Schon auf der Bühne, als bloße, von der fiktiven Handlung erforderte Schauspielerleistung, ist Trauer außerordentlich schwer darzustellen. Denn sie ist der wohl innerlichste Affekt, den es gibt, und gegen sie hilft kein Versteckspielen. Es gibt keine natürlichen, allgemein akzeptierten Ausdrucksformen der Trauer. Mal sind ihre Farben schwarz, mal sind sie weiß, mal äußert sie sich in salzsäulenhafter Erstarrung der Mimik und Gestik, mal in wilden Schmerzausbrüchen und ungehemmten Klagegesängen.

Das ist im realen Leben nicht anders als auf der Bühne, besonders wenn es um Kollektivtrauer geht oder gar um Kollektivtrauer, welche sich auf lange zurückliegende Ereignisse und Opfer bezieht. Dann nach der Ehrlichkeit der Trauer zu fragen, wäre verlorene Liebesmüh. Alles ist Verabredung und festgelegtes Ritual: die Mienen und die Gesten, die Gewänder und die Gesänge, und es ist schon viel oder alles gewonnen, wenn die Trauernden das von ihnen selbst festgelegte Ritual makellos und würdig zelebrieren. Dann entsteht so etwas wie Glaubhaftigkeit.

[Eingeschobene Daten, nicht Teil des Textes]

//! Git object I/O abstraction layer for gitddb.
//!
//! This crate defines the [`GitRepo`] trait — the single interface through
//! which the `gitddb` crate interacts with git. `gitddb` should never import
//! gix (or any other git library) directly; instead, it depends on
//! `gitddb-git` and programs against the trait.
//!
//! # Crate layout
//!
//! - [`repo`] — the [`GitRepo`] trait definition.
//! - [`types`] — value types used in trait signatures ([`GitOid`], [`RefName`],
//!   [`TreeEntry`], [`DiffEntry`], etc.).
//! - [`error`] — the [`GitError`] enum returned by all trait methods.
//! - [`gix_repo`] — the [`GixRepo`] implementation, backed by [gix].
//!
//! [gix]: https://github.com/GitoxideLabs/gitoxide

mod checkout_impl;
mod config_impl;
mod diff_impl;
pub mod error;
mod fetch_impl;
mod gix_repo;
mod index_impl;
mod objects_impl;
mod push_impl;
mod refs_impl;
pub mod repo;
pub mod types;

// Re-export the main trait and commonly used types at the crate root for
// ergonomic imports: `use gitddb_git::{GitRepo, GitOid, GitError};`
pub use error::GitError;
pub use gix_repo::GixRepo;
pub use repo::GitRepo;
pub use types::{
    ChangeType, CommitInfo, DiffEntry, EntryMode, GitOid, IndexEntry, OidParseError, RefEdit,
    RefName, RefNameError, TreeEdit, TreeEntry,
};
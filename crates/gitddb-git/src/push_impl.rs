//! Push operations via git CLI fallback.
//!
//! Push is the one operation kept as a CLI subprocess because gix
//! does not yet provide a high-level push API.

use std::path::Path;
use std::process::Command;

use crate::error::GitError;
use crate::gix_repo::GixRepo;

pub fn push_branch(
    repo: &GixRepo,
    remote: &str,
    local_ref: &str,
    remote_ref: &str,
    force: bool,
) -> Result<(), GitError> {
    let dir = git_dir(repo)?;
    let refspec = format!("{local_ref}:{remote_ref}");
    let mut cmd = Command::new("git");
    cmd.arg("-C").arg(dir).arg("push");
    if force {
        cmd.arg("--force");
    }
    cmd.arg(remote).arg(&refspec);

    let output = cmd.output()?;
    if !output.status.success() {
        return Err(GitError::PushFailed {
            remote: remote.to_owned(),
            message: String::from_utf8_lossy(&output.stderr).into_owned(),
        });
    }
    Ok(())
}

fn git_dir(repo: &GixRepo) -> Result<&Path, GitError> {
    repo.workdir.as_deref().ok_or_else(|| GitError::BackendError {
        message: "push requires a repository with a working directory".to_owned(),
    })
}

Die Trauer, der innerlichste Affekt, ist im selben Atem der äußerlichste. Sie legt keinen Ausdruck dringlich nahe, doch jeder falsche Ton in einer Trauerzeremonie wird sofort bemerkt und verdirbt das ganze Spiel. Ja, die ehrlich bezeugte Trauer ist in ihrem Wesen Spiel, Trauerspiel. Ernstfall und Spiel kommen in ihr zur Deckung. Sie ist Theater, gerade wenn sie ernst genommen werden will, und erfordert einen dramaturgischen Aufwand wie kaum etwas anderes, ob nun oben auf der Bühne oder unten im realen Leben, an Volkstrauertag oder Totensonntag.

Das Schillerjahr bietet guten Anlaß, sich über diese Konstellation Gedanken zu machen. Man stelle sich vor, die Regierenden und Offiziellen in Berlin hätten den Schöpfer der "Maria Stuart" und der "Jungfrau von Orléans" als Ausrichter eines jener Trauerspiele, die hierzulande jeweils im November fällig werden! Da wäre nicht die Spur von muffiger, nur am Rande interessierter "Bürgerlichkeit" wie leider sonst üblich, kein falscher, peinlicher Ton käme unter, kein Parvenü könnte verächtlich mäkeln: "Es war das reinste Trauerspiel."

Schillers berühmteste Devise war: "Der Mensch ist frei, indem er spielt." Jedes Spiel, und also auch das Trauerspiel, macht frei. Die Opfer und die tragischen Untergänge, denen die Trauer gilt, werden durch ein gelungenes Trauerspiel in ein eigentümliches, tröstendes Licht gerückt. Sie gehören dazu, aber sie drohen nicht.